The answer must be one number: how many lines in the data below include the string "index".

BEGIN INFORMATION PROVIDED

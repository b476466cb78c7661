//! Variadic log arguments.
//!
//! Leveled calls take an ordered slice of [`LogValue`]s. Each variant has one
//! canonical rendering and the message is those renderings joined by a
//! single space.

use std::fmt;

/// A single argument to a leveled log call.
#[derive(Debug, Clone, PartialEq)]
pub enum LogValue {
    /// Text, rendered verbatim.
    Str(Box<str>),
    /// Signed integer.
    Int(i64),
    /// Unsigned integer.
    UInt(u64),
    /// Floating point, rendered with Rust's shortest round-trip form.
    Float(f64),
    /// Boolean, rendered as `true` / `false`.
    Bool(bool),
    /// Single character.
    Char(char),
    /// Absent value, rendered as `<nil>`.
    Nil,
}

impl LogValue {
    /// Capture any `Display` value as text.
    pub fn display(value: &impl fmt::Display) -> Self {
        Self::Str(value.to_string().into_boxed_str())
    }
}

impl fmt::Display for LogValue {
    fn fmt(&self, formatter: &mut fmt::Formatter<'_>) -> fmt::Result {
        match self {
            Self::Str(value) => formatter.write_str(value),
            Self::Int(value) => write!(formatter, "{value}"),
            Self::UInt(value) => write!(formatter, "{value}"),
            Self::Float(value) => write!(formatter, "{value}"),
            Self::Bool(value) => write!(formatter, "{value}"),
            Self::Char(value) => write!(formatter, "{value}"),
            Self::Nil => formatter.write_str("<nil>"),
        }
    }
}

/// Build the message text for a leveled call.
#[must_use]
pub fn join_values(values: &[LogValue]) -> String {
    let mut message = String::new();
    for (index, value) in values.iter().enumerate() {
        if index > 0 {
            message.push(' ');
        }
        message.push_str(&value.to_string());
    }
    message
}

impl From<&str> for LogValue {
    fn from(value: &str) -> Self {
        Self::Str(value.into())
    }
}

impl From<String> for LogValue {
    fn from(value: String) -> Self {
        Self::Str(value.into_boxed_str())
    }
}

impl From<&String> for LogValue {
    fn from(value: &String) -> Self {
        Self::Str(value.as_str().into())
    }
}

impl From<Box<str>> for LogValue {
    fn from(value: Box<str>) -> Self {
        Self::Str(value)
    }
}

impl From<bool> for LogValue {
    fn from(value: bool) -> Self {
        Self::Bool(value)
    }
}

impl From<char> for LogValue {
    fn from(value: char) -> Self {
        Self::Char(value)
    }
}

impl From<f32> for LogValue {
    fn from(value: f32) -> Self {
        Self::Float(f64::from(value))
    }
}

impl From<f64> for LogValue {
    fn from(value: f64) -> Self {
        Self::Float(value)
    }
}

macro_rules! impl_from_signed {
    ($($ty:ty),*) => {
        $(impl From<$ty> for LogValue {
            fn from(value: $ty) -> Self {
                Self::Int(i64::from(value))
            }
        })*
    };
}

macro_rules! impl_from_unsigned {
    ($($ty:ty),*) => {
        $(impl From<$ty> for LogValue {
            fn from(value: $ty) -> Self {
                Self::UInt(u64::from(value))
            }
        })*
    };
}

impl_from_signed!(i8, i16, i32, i64);
impl_from_unsigned!(u8, u16, u32, u64);

impl From<isize> for LogValue {
    fn from(value: isize) -> Self {
        i64::try_from(value).map_or_else(|_| Self::display(&value), Self::Int)
    }
}

impl From<usize> for LogValue {
    fn from(value: usize) -> Self {
        u64::try_from(value).map_or_else(|_| Self::display(&value), Self::UInt)
    }
}

impl<T: Into<Self>> From<Option<T>> for LogValue {
    fn from(value: Option<T>) -> Self {
        value.map_or(Self::Nil, Into::into)
    }
}

#[cfg(test)]
mod tests {
    use super::*;

    #[test]
    fn join_separates_values_with_single_spaces() {
        let values = [
            LogValue::from("starting"),
            LogValue::from("v1"),
            LogValue::from(3_u8),
            LogValue::from(-2_i32),
            LogValue::from(true),
        ];
        assert_eq!(join_values(&values), "starting v1 3 -2 true");
        assert_eq!(join_values(&[]), "");
    }

    #[test]
    fn options_and_display_values_render_canonically() {
        let missing: Option<&str> = None;
        assert_eq!(LogValue::from(missing).to_string(), "<nil>");
        assert_eq!(LogValue::from(Some(1.5_f64)).to_string(), "1.5");
        assert_eq!(LogValue::display(&'x').to_string(), "x");
        assert_eq!(LogValue::from(usize::MAX).to_string(), usize::MAX.to_string());
    }
}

END INFORMATION PROVIDED

_SOLUTION_
2